─── PROVIDED RECORDS ───

impl AccessChecker {
    /// Create a checker over `graph`
    pub fn new(graph: Arc<ModuleGraph>) -> Self {
        Self {
            graph,
            widened: RwLock::new(Arc::new(Widening::default())),
        }
    }

    /// The module graph this checker consults
    pub fn graph(&self) -> &Arc<ModuleGraph> {
        &self.graph
    }

    fn snapshot(&self) -> Arc<Widening> {
        self.widened.read().clone()
    }

    /// Whether code in `accessor` may link against `accessee_package` of `accessee`.
    ///
    /// `accessor_package` identifies the accessing class but does not affect
    /// the decision.
    pub fn can_access(
        &self,
        accessor: &ModuleIdentity,
        accessor_package: &str,
        accessee: &ModuleIdentity,
        accessee_package: &str,
    ) -> Access {
        let access = self.decide_export(accessor, accessee, accessee_package);
        trace!(
            "Access from {} ({}) to {} ({}): {:?}",
            accessor,
            accessor_package,
            accessee,
            accessee_package,
            access
        );
        access
    }

    /// [`can_access`](Self::can_access) over a query value
    pub fn check(&self, query: &AccessQuery) -> Access {
        self.can_access(
            &query.accessor,
            &query.accessor_package,
            &query.accessee,
            &query.accessee_package,
        )
    }

    /// Check many queries in parallel; results are in query order
    pub fn check_batch(&self, queries: &[AccessQuery]) -> Vec<Access> {
        queries.par_iter().map(|query| self.check(query)).collect()
    }

    fn decide_export(
        &self,
        accessor: &ModuleIdentity,
        accessee: &ModuleIdentity,
        package: &str,
    ) -> Access {
        // A module always sees its own packages
        if accessor == accessee {
            return Access::Allowed;
        }

        let module = match accessee {
            ModuleIdentity::Named(module) => module.as_str(),
            ModuleIdentity::Unnamed(_) => return unnamed_accessee(accessor, accessee),
        };

        let rule = self
            .graph
            .descriptor(module)
            .and_then(|d| d.export_rule_for(package));
        let widened = self.snapshot().exports_contains(module, package);

        match accessor {
            ModuleIdentity::Unnamed(_) => {
                // Unnamed modules read every named module
                if widened || rule.is_some_and(ExportRule::permits_unnamed) {
                    Access::Allowed
                } else {
                    not_exported(accessor, module, package)
                }
            }
            ModuleIdentity::Named(name) => {
                if !rule.is_some_and(|r| r.permits_named(name)) {
                    not_exported(accessor, module, package)
                } else if self.graph.reads(name, module) {
                    Access::Allowed
                } else {
                    not_readable(accessor, accessee)
                }
            }
        }
    }

    /// Whether code in `accessor` may reflect into every member of the types
    /// in `accessee_package` of `accessee`, as granted by `opens` rules or an
    /// open module
    pub fn can_reflect(
        &self,
        accessor: &ModuleIdentity,
        accessee: &ModuleIdentity,
        accessee_package: &str,
    ) -> Access {
        if accessor == accessee {
            return Access::Allowed;
        }

        let module = match accessee {
            ModuleIdentity::Named(module) => module.as_str(),
            ModuleIdentity::Unnamed(_) => return unnamed_accessee(accessor, accessee),
        };

        let descriptor = self.graph.descriptor(module);
        let open_module = descriptor
            .is_some_and(|d| d.is_open() && d.contains_package(accessee_package));
        let rule = descriptor.and_then(|d| d.opens_rule_for(accessee_package));
        let widened = self.snapshot().opens_contains(module, accessee_package);

        let access = match accessor {
            ModuleIdentity::Unnamed(_) => {
                if open_module || widened || rule.is_some_and(ExportRule::permits_unnamed) {
                    Access::Allowed
                } else {
                    not_open(accessor, module, accessee_package)
                }
            }
            ModuleIdentity::Named(name) => {
                if !(open_module || rule.is_some_and(|r| r.permits_named(name))) {
                    not_open(accessor, module, accessee_package)
                } else if self.graph.reads(name, module) {
                    Access::Allowed
                } else {
                    not_readable(accessor, accessee)
                }
            }
        };
        trace!(
            "Reflective access from {} to {} ({}): {:?}",
            accessor,
            accessee,
            accessee_package,
            access
        );
        access
    }

    /// Export `package` of `module` to every unnamed module.
    ///
    /// Monotonic and idempotent: returns `true` only when the call changed
    /// what unnamed modules can see. Every check started after this returns
    /// observes the widened state.
    pub fn widen_to_all_unnamed(&self, module: &str, package: &str) -> Result<bool> {
        let already = self
            .graph
            .descriptor(module)
            .and_then(|d| d.export_rule_for(package))
            .is_some_and(ExportRule::permits_unnamed);
        self.widen(WideningTable::Exports, module, package, already)
    }

    /// Open `package` of `module` to every unnamed module for deep reflection
    pub fn widen_opens_to_all_unnamed(&self, module: &str, package: &str) -> Result<bool> {
        let already = self.graph.descriptor(module).is_some_and(|d| {
            d.is_open()
                || d.opens_rule_for(package)
                    .is_some_and(ExportRule::permits_unnamed)
        });
        self.widen(WideningTable::Opens, module, package, already)
    }

    fn widen(
        &self,
        table: WideningTable,
        module: &str,
        package: &str,
        already_visible: bool,
    ) -> Result<bool> {
        let descriptor = self
            .graph
            .descriptor(module)
            .ok_or_else(|| ModuleError::UnknownModule {
                name: module.to_string(),
            })?;
        if !descriptor.contains_package(package) {
            return Err(ModuleError::UnknownPackage {
                module: module.to_string(),
                package: package.to_string(),
            });
        }
        if already_visible {
            return Ok(false);
        }

        let mut guard = self.widened.write();
        let present = match table {
            WideningTable::Exports => guard.exports_contains(module, package),
            WideningTable::Opens => guard.opens_contains(module, package),
        };
        if present {
            return Ok(false);
        }

        let mut next = (**guard).clone();
        let packages = match table {
            WideningTable::Exports => &mut next.exports,
            WideningTable::Opens => &mut next.opens,
        };
        packages
            .entry(module.to_string())
            .or_default()
            .insert(package.to_string());
        *guard = Arc::new(next);

        debug!(
            "Widened {} of package {} in module {} to all unnamed modules",
            match table {
                WideningTable::Exports => "exports",
                WideningTable::Opens => "opens",
            },
            package,
            module
        );
        Ok(true)
    }

    /// Whether `package` of `module` has been widened to all unnamed modules
    /// through [`widen_to_all_unnamed`](Self::widen_to_all_unnamed)
    pub fn is_widened(&self, module: &str, package: &str) -> bool {
        self.snapshot().exports_contains(module, package)
    }

    /// Packages of `module` widened after resolution, sorted
    pub fn widened_packages(&self, module: &str) -> Vec<String> {
        let snapshot = self.snapshot();
        let mut packages: Vec<_> = snapshot
            .exports
            .get(module)
            .map(|p| p.iter().cloned().collect())
            .unwrap_or_default();
        packages.sort_unstable();
        packages
    }
}
//! Configuration handling for the modgate CLI

use anyhow::{Context, Result};
use modgate_core::ModuleConfig;
use serde::{Deserialize, Serialize};
use std::path::{Path, PathBuf};
use tracing::Level;

#[derive(Debug, Clone, Default, PartialEq, Serialize, Deserialize)]
pub struct Config {
    #[serde(default)]
    pub modules: ModuleConfig,

    #[serde(default)]
    pub log: LogConfig,
}

#[derive(Debug, Clone, PartialEq, Serialize, Deserialize)]
pub struct LogConfig {
    #[serde(default = "default_level")]
    pub level: String,
}

impl Default for LogConfig {
    fn default() -> Self {
        Self {
            level: default_level(),
        }
    }
}

impl LogConfig {
    /// The configured level, falling back to `warn` for unrecognised names
    pub fn max_level(&self) -> Level {
        match self.level.to_ascii_lowercase().as_str() {
            "trace" => Level::TRACE,
            "debug" => Level::DEBUG,
            "info" => Level::INFO,
            "error" => Level::ERROR,
            _ => Level::WARN,
        }
    }
}

fn default_level() -> String {
    "warn".to_string()
}

/// Load configuration from file or use defaults
pub fn load_config(path: Option<PathBuf>) -> Result<Config> {
    if let Some(path) = path {
        read_config(&path)
    } else if let Some(home) = dirs::home_dir() {
        let default_path = home.join(".modgate").join("config.toml");
        if default_path.exists() {
            read_config(&default_path)
        } else {
            Ok(Config::default())
        }
    } else {
        Ok(Config::default())
    }
}

fn read_config(path: &Path) -> Result<Config> {
    let content = std::fs::read_to_string(path)
        .with_context(|| format!("Failed to read config {}", path.display()))?;
    let config: Config = toml::from_str(&content)
        .with_context(|| format!("Failed to parse config {}", path.display()))?;
    Ok(config)
}
//! Per-package export and opens rules
//!
//! A module declares rules one at a time as [`ExportKind`] values. Rules for
//! the same package are additive: a package may be exported to a set of named
//! targets and, separately, to every unnamed module. The table folds those
//! declarations into one [`ExportRule`] record per package.

use rustc_hash::FxHashMap;
use serde::{Deserialize, Serialize};
use std::collections::BTreeSet;

/// Reserved target name standing for every unnamed module
pub const ALL_UNNAMED: &str = "ALL-UNNAMED";

/// A single declared export (or opens) rule
#[derive(Debug, Clone, PartialEq, Eq, Serialize, Deserialize)]
pub enum ExportKind {
    /// Visible to every module that reads the declaring module
    Unqualified,

    /// Visible only to the named modules, which must also read the declaring module
    QualifiedTo(BTreeSet<String>),

    /// Visible to every unnamed module regardless of loader
    ToAllUnnamed,
}

/// The effective rule for one package after folding its declarations
#[derive(Debug, Clone, Default, PartialEq, Eq, Serialize, Deserialize)]
pub struct ExportRule {
    unqualified: bool,
    targets: BTreeSet<String>,
    all_unnamed: bool,
}

impl ExportRule {
    /// Whether the package is visible to every reader
    pub fn is_unqualified(&self) -> bool {
        self.unqualified
    }

    /// Named targets of a qualified rule (empty when unqualified or unnamed-only)
    pub fn targets(&self) -> &BTreeSet<String> {
        &self.targets
    }

    /// Whether every unnamed module has been granted visibility
    pub fn is_to_all_unnamed(&self) -> bool {
        self.all_unnamed
    }

    /// Whether the rule lets the named module `name` see the package, ignoring readability
    pub fn permits_named(&self, name: &str) -> bool {
        self.unqualified || self.targets.contains(name)
    }

    /// Whether the rule lets unnamed modules see the package
    pub fn permits_unnamed(&self) -> bool {
        self.unqualified || self.all_unnamed
    }

    /// The declarations this rule was folded from, in canonical order
    pub fn kinds(&self) -> Vec<ExportKind> {
        let mut kinds = Vec::new();
        if self.unqualified {
            kinds.push(ExportKind::Unqualified);
        }
        if !self.targets.is_empty() {
            kinds.push(ExportKind::QualifiedTo(self.targets.clone()));
        }
        if self.all_unnamed {
            kinds.push(ExportKind::ToAllUnnamed);
        }
        kinds
    }

    fn has_primary(&self) -> bool {
        self.unqualified || !self.targets.is_empty()
    }
}

/// Map from package name to its effective rule
#[derive(Debug, Clone, Default, PartialEq, Eq)]
pub struct ExportTable {
    rules: FxHashMap<String, ExportRule>,
}

impl ExportTable {
    /// Create an empty table
    pub fn new() -> Self {
        Self::default()
    }

    /// Record a declaration for `package`.
    ///
    /// Returns `false` when the declaration repeats one already made: a second
    /// unqualified or qualified rule, or a second to-all-unnamed rule. The
    /// table is left unchanged in that case.
    pub fn declare(&mut self, package: &str, kind: ExportKind) -> bool {
        let rule = self.rules.entry(package.to_string()).or_default();
        match kind {
            ExportKind::Unqualified => {
                if rule.has_primary() {
                    return false;
                }
                rule.unqualified = true;
            }
            ExportKind::QualifiedTo(targets) => {
                if rule.has_primary() {
                    return false;
                }
                rule.targets = targets;
            }
            ExportKind::ToAllUnnamed => {
                if rule.all_unnamed {
                    return false;
                }
                rule.all_unnamed = true;
            }
        }
        true
    }

    /// Mark `package` visible to all unnamed modules.
    ///
    /// Idempotent; returns whether the table changed.
    pub fn widen_to_all_unnamed(&mut self, package: &str) -> bool {
        let rule = self.rules.entry(package.to_string()).or_default();
        let changed = !rule.all_unnamed;
        rule.all_unnamed = true;
        changed
    }

    /// Rule for `package`, or `None` when the package is concealed
    pub fn rule_for(&self, package: &str) -> Option<&ExportRule> {
        self.rules.get(package)
    }

    /// Whether `package` has any rule
    pub fn contains(&self, package: &str) -> bool {
        self.rules.contains_key(package)
    }

    /// Packages with a rule, sorted
    pub fn packages(&self) -> Vec<&str> {
        let mut packages: Vec<_> = self.rules.keys().map(String::as_str).collect();
        packages.sort_unstable();
        packages
    }

    /// Iterate over `(package, rule)` pairs in no particular order
    pub fn iter(&self) -> impl Iterator<Item = (&str, &ExportRule)> {
        self.rules.iter().map(|(k, v)| (k.as_str(), v))
    }

    /// Number of packages with a rule
    pub fn len(&self) -> usize {
        self.rules.len()
    }

    /// Whether the table has no rules
    pub fn is_empty(&self) -> bool {
        self.rules.is_empty()
    }
}

#[cfg(test)]
mod tests {
    use super::*;

    fn targets(names: &[&str]) -> BTreeSet<String> {
        names.iter().map(|s| s.to_string()).collect()
    }

    #[test]
    fn test_concealed_by_default() {
        let table = ExportTable::new();
        assert!(table.rule_for("p1").is_none());
        assert!(table.is_empty());
    }

    #[test]
    fn test_qualified_and_unnamed_are_additive() {
        let mut table = ExportTable::new();
        assert!(table.declare("p2", ExportKind::QualifiedTo(targets(&["m3"]))));
        assert!(table.declare("p2", ExportKind::ToAllUnnamed));

        let rule = table.rule_for("p2").unwrap();
        assert!(rule.permits_named("m3"));
        assert!(!rule.permits_named("m1"));
        assert!(rule.permits_unnamed());
        assert_eq!(rule.kinds().len(), 2);
    }

    #[test]
    fn test_duplicate_primary_rejected() {
        let mut table = ExportTable::new();
        assert!(table.declare("p", ExportKind::Unqualified));
        assert!(!table.declare("p", ExportKind::QualifiedTo(targets(&["m"]))));
        assert!(!table.declare("p", ExportKind::Unqualified));

        // The rejected declaration left the rule alone
        let rule = table.rule_for("p").unwrap();
        assert!(rule.is_unqualified());
        assert!(rule.targets().is_empty());
    }

    #[test]
    fn test_widening_is_idempotent() {
        let mut table = ExportTable::new();
        table.declare("p", ExportKind::QualifiedTo(targets(&["m3"])));

        assert!(table.widen_to_all_unnamed("p"));
        assert!(!table.widen_to_all_unnamed("p"));
        assert!(table.rule_for("p").unwrap().is_to_all_unnamed());
    }
}
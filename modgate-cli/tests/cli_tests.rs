use std::fs;
use std::path::Path;
use std::process::{Command, Output};

use tempfile::tempdir;

const LAYOUT: &str = r#"{
    "base_module": "java.base",
    "roots": ["m1"],
    "modules": [
        { "name": "java.base", "exports": [{ "package": "java.lang" }] },
        { "name": "m1", "requires": ["m2"], "exports": [{ "package": "p1" }] },
        { "name": "m2", "exports": [{ "package": "p2" }], "concealed": ["p3"] }
    ],
    "loaders": { "m1": 1, "m2": 2 }
}"#;

fn modgate(layout: &Path, args: &[&str]) -> Output {
    Command::new(env!("CARGO_BIN_EXE_modgate"))
        .env("NO_COLOR", "1")
        .env("HOME", layout.parent().unwrap())
        .arg("--layout")
        .arg(layout)
        .args(args)
        .output()
        .expect("invoke modgate")
}

fn write_layout(dir: &Path) -> std::path::PathBuf {
    let path = dir.join("layout.json");
    fs::write(&path, LAYOUT).expect("write layout");
    path
}

#[test]
fn resolve_prints_reads_graph() {
    let dir = tempdir().expect("create temp dir");
    let layout = write_layout(dir.path());

    let output = modgate(&layout, &["resolve"]);
    assert!(output.status.success());

    let stdout = String::from_utf8_lossy(&output.stdout);
    assert!(stdout.contains("Resolved 3 modules"), "got:\n{}", stdout);
    assert!(stdout.contains("reads java.base, m2"), "got:\n{}", stdout);
}

#[test]
fn resolve_json_lists_loaders() {
    let dir = tempdir().expect("create temp dir");
    let layout = write_layout(dir.path());

    let output = modgate(&layout, &["resolve", "--json"]);
    assert!(output.status.success());

    let report: serde_json::Value =
        serde_json::from_slice(&output.stdout).expect("json output");
    let modules = report["modules"].as_array().expect("modules array");
    assert_eq!(modules.len(), 3);
    assert_eq!(modules[1]["name"], "m1");
    assert_eq!(modules[1]["loader"], 1);
    assert_eq!(report["edges"], 3);
}

#[test]
fn check_exit_status_reflects_decision() {
    let dir = tempdir().expect("create temp dir");
    let layout = write_layout(dir.path());

    let allowed = modgate(&layout, &["check", "m1/p1", "m2/p2"]);
    assert!(allowed.status.success());

    let denied = modgate(&layout, &["check", "m1/p1", "m2/p3"]);
    assert_eq!(denied.status.code(), Some(1));
    let stdout = String::from_utf8_lossy(&denied.stdout);
    assert!(
        stdout.contains("package p3 in module m2 does not export to module m1"),
        "got:\n{}",
        stdout
    );
}

#[test]
fn check_with_widening() {
    let dir = tempdir().expect("create temp dir");
    let layout = write_layout(dir.path());

    let denied = modgate(&layout, &["check", "unnamed:5/q", "m2/p3"]);
    assert_eq!(denied.status.code(), Some(1));

    let widened = modgate(
        &layout,
        &["check", "unnamed:5/q", "m2/p3", "--widen", "m2/p3"],
    );
    assert!(widened.status.success());
}

#[test]
fn check_reflect_with_widened_opens() {
    let dir = tempdir().expect("create temp dir");
    let layout = write_layout(dir.path());

    // --widen only exports, so deep reflection is still denied
    let exported = modgate(
        &layout,
        &["check", "unnamed:5/q", "m2/p3", "--reflect", "--widen", "m2/p3"],
    );
    assert_eq!(exported.status.code(), Some(1));

    let opened = modgate(
        &layout,
        &["check", "unnamed:5/q", "m2/p3", "--reflect", "--widen-opens", "m2/p3"],
    );
    assert!(opened.status.success());
}

#[test]
fn root_overrides_layout_roots() {
    let dir = tempdir().expect("create temp dir");
    let layout = write_layout(dir.path());

    let output = modgate(&layout, &["resolve", "--root", "m2"]);
    assert!(output.status.success());

    let stdout = String::from_utf8_lossy(&output.stdout);
    assert!(stdout.contains("Resolved 2 modules"), "got:
{}", stdout);
    assert!(!stdout.contains("m1"), "got:
{}", stdout);
}

#[test]
fn root_overrides_layout_from_environment() {
    let dir = tempdir().expect("create temp dir");
    let layout = write_layout(dir.path());

    let output = Command::new(env!("CARGO_BIN_EXE_modgate"))
        .env("NO_COLOR", "1")
        .env("HOME", dir.path())
        .env("MODGATE_LAYOUT", &layout)
        .args(["reads", "m1", "m2", "--root", "m2"])
        .output()
        .expect("invoke modgate");
    // m1 is no longer resolved, so it reads nothing
    assert_eq!(output.status.code(), Some(1));
}

#[test]
fn reads_and_describe() {
    let dir = tempdir().expect("create temp dir");
    let layout = write_layout(dir.path());

    assert!(modgate(&layout, &["reads", "m1", "m2"]).status.success());
    assert_eq!(
        modgate(&layout, &["reads", "m2", "m1"]).status.code(),
        Some(1)
    );

    let output = modgate(&layout, &["describe", "m2"]);
    assert!(output.status.success());
    let stdout = String::from_utf8_lossy(&output.stdout);
    assert!(stdout.contains("\"name\": \"m2\""), "got:\n{}", stdout);
    assert!(stdout.contains("loader: 2"), "got:\n{}", stdout);
    assert!(stdout.contains("read by: m1"), "got:\n{}", stdout);
    assert!(stdout.contains("concealed: p3"), "got:\n{}", stdout);
}

#[test]
fn malformed_operand_is_rejected() {
    let dir = tempdir().expect("create temp dir");
    let layout = write_layout(dir.path());

    let output = modgate(&layout, &["check", "m1", "m2/p2"]);
    assert!(!output.status.success());
    assert_ne!(output.status.code(), Some(1));
}
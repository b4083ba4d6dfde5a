//! Modgate CLI - resolve module graphs and check access between them

#![warn(missing_docs)]

use anyhow::Result;
use clap::{Parser, Subcommand};
use std::path::PathBuf;
use tracing::Level;

mod commands;
mod config;

use commands::{check, describe, reads, resolve, ModuleSource, Operand};

#[derive(Parser)]
#[command(name = "modgate")]
#[command(about = "Module readability and access checking", long_about = None)]
#[command(version)]
struct Cli {
    #[command(subcommand)]
    command: Commands,

    /// Path to configuration file
    #[arg(long, global = true)]
    config: Option<PathBuf>,

    /// Enable debug output
    #[arg(long, global = true)]
    debug: bool,

    /// JSON layout describing every module
    #[arg(long, global = true, conflicts_with = "module_path", env = "MODGATE_LAYOUT")]
    layout: Option<PathBuf>,

    /// Directory of descriptor files (repeatable)
    #[arg(long = "module-path", global = true)]
    module_path: Vec<PathBuf>,

    /// Root module to resolve (repeatable). Replaces the roots of a layout;
    /// on a module path defaults to every module found.
    #[arg(long = "root", global = true)]
    roots: Vec<String>,
}

#[derive(Subcommand)]
enum Commands {
    /// Resolve the modules and print the reads graph
    Resolve {
        /// Print the graph as JSON
        #[arg(long)]
        json: bool,
    },

    /// Check whether one module reads another
    Reads {
        /// Reading module
        a: String,

        /// Read module
        b: String,
    },

    /// Check access from one package to another
    Check {
        /// Accessing package, module/package or unnamed:<loader>/package
        from: Operand,

        /// Accessed package, module/package or unnamed:<loader>/package
        to: Operand,

        /// Export module/package to every unnamed module first (repeatable)
        #[arg(long)]
        widen: Vec<Operand>,

        /// Open module/package to every unnamed module first (repeatable)
        #[arg(long = "widen-opens")]
        widen_opens: Vec<Operand>,

        /// Check deep reflective access instead of linkage
        #[arg(long)]
        reflect: bool,
    },

    /// Print a module descriptor
    Describe {
        /// Module name
        module: String,
    },
}

fn main() -> Result<()> {
    let cli = Cli::parse();

    // Load configuration
    let config = config::load_config(cli.config)?;

    // Initialize logging
    let level = if cli.debug {
        Level::DEBUG
    } else {
        config.log.max_level()
    };
    tracing_subscriber::fmt()
        .with_max_level(level)
        .with_writer(std::io::stderr)
        .init();

    let source = match cli.layout {
        Some(path) => ModuleSource::Layout {
            path,
            roots: cli.roots,
        },
        None => ModuleSource::Directories {
            module_path: cli.module_path,
            roots: cli.roots,
        },
    };
    let layer = commands::load_layer(&source, &config.modules)?;

    // Handle commands
    match cli.command {
        Commands::Resolve { json } => {
            resolve::resolve(&layer, json)?;
        }

        Commands::Reads { a, b } => {
            if !reads::reads(&layer, &a, &b) {
                std::process::exit(1);
            }
        }

        Commands::Check {
            from,
            to,
            widen,
            widen_opens,
            reflect,
        } => {
            let check_config = check::CheckConfig {
                widen,
                widen_opens,
                reflect,
            };
            if !check::check(&layer, &from, &to, &check_config)? {
                std::process::exit(1);
            }
        }

        Commands::Describe { module } => {
            describe::describe(&layer, &module)?;
        }
    }

    Ok(())
}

───

TASK INSTRUCTIONS:
Among the records above, only the lines between the line holding "its effective rule" and the line holding "made: a second", inclusive, are to be output, exactly as written.

TASK RESPONSE:
/// Map from package name to its effective rule
#[derive(Debug, Clone, Default, PartialEq, Eq)]
pub struct ExportTable {
    rules: FxHashMap<String, ExportRule>,
}

impl ExportTable {
    /// Create an empty table
    pub fn new() -> Self {
        Self::default()
    }

    /// Record a declaration for `package`.
    ///
    /// Returns `false` when the declaration repeats one already made: a second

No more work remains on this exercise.